A fossil stored in a Doncaster museum for 30 years and thought to be a plaster copy has turned out to be a new species of ancient reptile.
A young palaeontologist working with the University of Manchester found the fossil in 2008, in the collections of Doncaster Museum and Art Gallery.
He realised it was the 189-million-year-old remains of an ichthyosaur - further study confirmed it to be a previously unknown species.
It was so well preserved he could determine the contents of its stomach, which were actually the hooks from the tentacles of squid.
It is not uncommon to find ichthyosaur fossils in England. The sharp-toothed marine reptiles swam in large numbers in the seas around Britain when the dinosaurs roamed.
Ichthyosaurs- Often misidentified as "swimming dinosaurs", they first appeared in the early Triassic period (251 million to 199 million years ago)
- The name means fish-lizard, although the creature has been classified as a reptile since the mid-19th Century
- Its length ranged from 1m to 14m - although the average length was 2m to 3m (the Doncaster fossil is 1.5m)

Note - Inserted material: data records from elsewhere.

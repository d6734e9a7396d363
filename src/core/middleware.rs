use crate::core::error::AppError;
use crate::features::auth::models::SessionToken;
use crate::features::auth::services::SessionService;
use axum::{
    body::Body,
    extract::{Request, State},
    http::{header, HeaderValue, StatusCode},
    middleware::Next,
    response::Response,
};
use base64::prelude::*;
use std::sync::Arc;
use tower_http::cors::{AllowOrigin, Any, CorsLayer};
use tower_http::request_id::{MakeRequestId, RequestId};
use tracing::Span;
use uuid::Uuid;

use crate::shared::constants::SESSION_COOKIE;

/// Request ID generator using UUID v7 (time-ordered)
#[derive(Clone, Copy)]
pub struct MakeRequestUuid;

impl MakeRequestId for MakeRequestUuid {
    fn make_request_id<B>(&mut self, _request: &axum::http::Request<B>) -> Option<RequestId> {
        let id = Uuid::now_v7().to_string();
        Some(RequestId::new(HeaderValue::from_str(&id).unwrap()))
    }
}

/// Custom MakeSpan that includes request_id in the tracing span
#[derive(Clone, Debug)]
pub struct MakeSpanWithRequestId;

impl<B> tower_http::trace::MakeSpan<B> for MakeSpanWithRequestId {
    fn make_span(&mut self, request: &axum::http::Request<B>) -> Span {
        let request_id = request
            .headers()
            .get("x-request-id")
            .and_then(|v| v.to_str().ok())
            .unwrap_or("-");

        tracing::info_span!(
            "request",
            method = %request.method(),
            uri = %request.uri(),
            request_id = %request_id,
        )
    }
}

pub fn cors_layer(allowed_origins: Vec<String>) -> CorsLayer {
    let cors = CorsLayer::new().allow_methods(Any).allow_headers(Any);

    // If origins list contains "*", allow any origin
    if allowed_origins.iter().any(|o| o == "*") {
        cors.allow_origin(Any)
    } else {
        let origins: Vec<HeaderValue> = allowed_origins
            .iter()
            .filter_map(|o| o.parse().ok())
            .collect();
        cors.allow_origin(AllowOrigin::list(origins))
    }
}

pub fn basic_auth_middleware(
    valid_credentials: Arc<String>,
) -> impl Fn(
    Request,
    Next,
)
    -> std::pin::Pin<Box<dyn std::future::Future<Output = Result<Response, Response>> + Send>>
       + Clone {
    move |req: Request, next: Next| {
        let credentials = valid_credentials.clone();
        Box::pin(async move {
            let auth_header = req
                .headers()
                .get(header::AUTHORIZATION)
                .and_then(|header| header.to_str().ok());

            if let Some(auth_header) = auth_header {
                if let Some(encoded) = auth_header.strip_prefix("Basic ") {
                    if let Ok(decoded) = BASE64_STANDARD.decode(encoded) {
                        if let Ok(creds) = String::from_utf8(decoded) {
                            if creds == *credentials {
                                return Ok(next.run(req).await);
                            }
                        }
                    }
                }
            }

            let response = Response::builder()
                .status(StatusCode::UNAUTHORIZED)
                .header(header::WWW_AUTHENTICATE, "Basic realm=\"Swagger UI\"")
                .body(Body::from("Unauthorized"))
                .unwrap();

            Err(response)
        })
    }
}

/// Session auth gate for protected routes.
///
/// Accepts the session token from `Authorization: Bearer <token>` or the
/// session cookie, resolves it to the full user record (the session principal
/// is the user's email, re-resolved on every request) and stores the result
/// in the request extensions for the `AuthenticatedUser` extractor.
pub async fn session_auth_middleware(
    State(sessions): State<Arc<SessionService>>,
    mut req: Request,
    next: Next,
) -> Result<Response, AppError> {
    let token = extract_session_token(&req)
        .ok_or_else(|| AppError::Unauthorized("Authentication required".to_string()))?;

    let user = sessions.resolve(&token).await?;

    req.extensions_mut().insert(user);
    // Logout needs the raw token to revoke the session
    req.extensions_mut().insert(SessionToken(token));
    Ok(next.run(req).await)
}

fn extract_session_token(req: &Request) -> Option<String> {
    if let Some(auth_header) = req
        .headers()
        .get(header::AUTHORIZATION)
        .and_then(|h| h.to_str().ok())
    {
        if let Some(token) = auth_header.strip_prefix("Bearer ") {
            return Some(token.to_string());
        }
    }

    // Fall back to the session cookie
    req.headers()
        .get(header::COOKIE)
        .and_then(|h| h.to_str().ok())
        .and_then(session_cookie_value)
}

fn session_cookie_value(cookie_header: &str) -> Option<String> {
    cookie_header.split(';').find_map(|pair| {
        let (name, value) = pair.trim().split_once('=')?;
        (name == SESSION_COOKIE).then(|| value.to_string())
    })
}

#[cfg(test)]
mod tests {
    use super::*;

    #[test]
    fn cookie_value_is_extracted_by_name() {
        let header = format!("other=1; {}=abc123; theme=dark", SESSION_COOKIE);
        assert_eq!(session_cookie_value(&header), Some("abc123".to_string()));
    }

    #[test]
    fn missing_cookie_yields_none() {
        assert_eq!(session_cookie_value("other=1; theme=dark"), None);
        assert_eq!(session_cookie_value(""), None);
    }

    #[test]
    fn bearer_token_takes_precedence_over_cookie() {
        let req = Request::builder()
            .header(header::AUTHORIZATION, "Bearer from-header")
            .header(header::COOKIE, format!("{}=from-cookie", SESSION_COOKIE))
            .body(Body::empty())
            .unwrap();
        assert_eq!(extract_session_token(&req), Some("from-header".to_string()));
    }
}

- The creature was noted for its sharp, robust teeth.
- Ichthyosaurs became extinct before the dinosaurs, dying out in the early part of the late Cretaceous period (145.5 million to 65.5 million years ago)
This new species has now been named Ichthyosaurus anningae - in honour of Mary Anning, the British fossil-hunter who discovered the first ichthyosaur on the Dorset coast in about 1811.